Exercise data >>
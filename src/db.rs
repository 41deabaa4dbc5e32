use anyhow::Context;
use serde_json::Value;
use sqlx::{PgPool, Row};

use crate::models::AssessmentRecord;

pub async fn init_db(pool: &PgPool) -> anyhow::Result<()> {
    sqlx::migrate!("./migrations").run(pool).await?;
    Ok(())
}

/// Append-only insert of one finished assessment. Records are never updated
/// or deleted afterwards.
pub async fn save(pool: &PgPool, record: &AssessmentRecord) -> anyhow::Result<()> {
    sqlx::query(
        r#"
        INSERT INTO slide_assessment.assessments
        (assessment_id, course_code, content_hash, content_length, content_preview,
         clo_results, plo_results, ylo_results, overall_scores, recommendations, created_at)
        VALUES ($1, $2, $3, $4, $5, $6, $7, $8, $9, $10, $11)
        "#,
    )
    .bind(&record.assessment_id)
    .bind(&record.course_code)
    .bind(&record.content_hash)
    .bind(record.content_length as i64)
    .bind(&record.content_preview)
    .bind(serde_json::to_value(&record.clo_results)?)
    .bind(serde_json::to_value(&record.plo_results)?)
    .bind(serde_json::to_value(&record.ylo_results)?)
    .bind(serde_json::to_value(&record.overall_scores)?)
    .bind(serde_json::to_value(&record.recommendations)?)
    .bind(record.created_at)
    .execute(pool)
    .await
    .context("failed to insert assessment record")?;

    Ok(())
}

/// Scans already-fetched records for one sharing this content hash and
/// course code. The earliest stored assessment wins, so a re-analysis of
/// identical content is flagged as a duplicate of the first run.
pub fn first_duplicate<'a>(
    records: &'a [AssessmentRecord],
    content_hash: &str,
    course_code: &str,
) -> Option<&'a AssessmentRecord> {
    records
        .iter()
        .filter(|r| r.content_hash == content_hash && r.course_code == course_code)
        .min_by_key(|r| r.created_at)
}

/// Pre-check-then-append duplicate detection: fetches the course history and
/// scans it for a matching content hash. Racy without locking, which is
/// acceptable for single-user interactive usage.
pub async fn find_duplicate(
    pool: &PgPool,
    content_hash: &str,
    course_code: &str,
) -> anyhow::Result<Option<String>> {
    let records = list(pool, Some(course_code), i64::MAX).await?;
    Ok(first_duplicate(&records, content_hash, course_code).map(|r| r.assessment_id.clone()))
}

/// Stored assessments, newest first, optionally filtered by course. A
/// `limit` below one is clamped to one row; the CLI rejects such values
/// before they reach this layer.
pub async fn list(
    pool: &PgPool,
    course_code: Option<&str>,
    limit: i64,
) -> anyhow::Result<Vec<AssessmentRecord>> {
    let mut query = String::from(
        "SELECT assessment_id, course_code, content_hash, content_length, content_preview, \
         clo_results, plo_results, ylo_results, overall_scores, recommendations, created_at \
         FROM slide_assessment.assessments",
    );

    if course_code.is_some() {
        query.push_str(" WHERE course_code = $1 ORDER BY created_at DESC LIMIT $2");
    } else {
        query.push_str(" ORDER BY created_at DESC LIMIT $1");
    }

    let mut rows = sqlx::query(&query);
    if let Some(value) = course_code {
        rows = rows.bind(value);
    }
    rows = rows.bind(limit.max(1));

    let mut records = Vec::new();
    for row in rows.fetch_all(pool).await? {
        records.push(AssessmentRecord {
            assessment_id: row.get("assessment_id"),
            course_code: row.get("course_code"),
            content_hash: row.get("content_hash"),
            content_length: row.get::<i64, _>("content_length") as usize,
            content_preview: row.get("content_preview"),
            clo_results: serde_json::from_value(row.get::<Value, _>("clo_results"))
                .context("malformed clo_results payload")?,
            plo_results: serde_json::from_value(row.get::<Value, _>("plo_results"))
                .context("malformed plo_results payload")?,
            ylo_results: serde_json::from_value(row.get::<Value, _>("ylo_results"))
                .context("malformed ylo_results payload")?,
            overall_scores: serde_json::from_value(row.get::<Value, _>("overall_scores"))
                .context("malformed overall_scores payload")?,
            recommendations: serde_json::from_value(row.get::<Value, _>("recommendations"))
                .context("malformed recommendations payload")?,
            created_at: row.get("created_at"),
        });
    }

    Ok(records)
}

#[cfg(test)]
mod tests {
    use super::*;
    use crate::{engine, hash, models};
    use chrono::{Duration, Utc};

    fn stored_record(course_code: &str, text: &str, minutes_ago: i64) -> AssessmentRecord {
        let assessment = engine::assess_course_code(course_code, text);
        AssessmentRecord {
            assessment_id: models::new_assessment_id(Utc::now()),
            course_code: course_code.to_string(),
            content_hash: hash::content_hash(text),
            content_length: text.chars().count(),
            content_preview: text.chars().take(200).collect(),
            clo_results: assessment.clo_results,
            plo_results: assessment.plo_results,
            ylo_results: assessment.ylo_results,
            overall_scores: assessment.overall_scores,
            recommendations: Vec::new(),
            created_at: Utc::now() - Duration::minutes(minutes_ago),
        }
    }

    #[test]
    fn identical_hash_and_course_flags_second_save_as_duplicate() {
        let first = stored_record("282712", "ทรัพยากรน้ำ สถานการณ์ ปัญหา", 10);
        let second = stored_record("282712", "ทรัพยากรน้ำ สถานการณ์ ปัญหา", 0);
        assert_eq!(first.content_hash, second.content_hash);

        // Stored newest first, the order `list` returns.
        let stored = vec![second.clone(), first.clone()];
        let found = first_duplicate(&stored, &second.content_hash, &second.course_code).unwrap();
        assert_eq!(found.assessment_id, first.assessment_id);
    }

    #[test]
    fn different_content_or_course_is_not_a_duplicate() {
        let stored = vec![stored_record("282712", "ทรัพยากรน้ำ", 5)];
        let other_hash = hash::content_hash("เนื้อหาอื่น");
        assert!(first_duplicate(&stored, &other_hash, "282712").is_none());
        assert!(first_duplicate(&stored, &stored[0].content_hash, "282701").is_none());
    }

    #[test]
    fn empty_history_has_no_duplicates() {
        assert!(first_duplicate(&[], "d41d8cd98f00b204e9800998ecf8427e", "282712").is_none());
    }
}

Your assignment >> Lines holding "crate" in the data above: copy each of them.

Exercise solution >>
use crate::models::AssessmentRecord;
    use crate::{engine, hash, models};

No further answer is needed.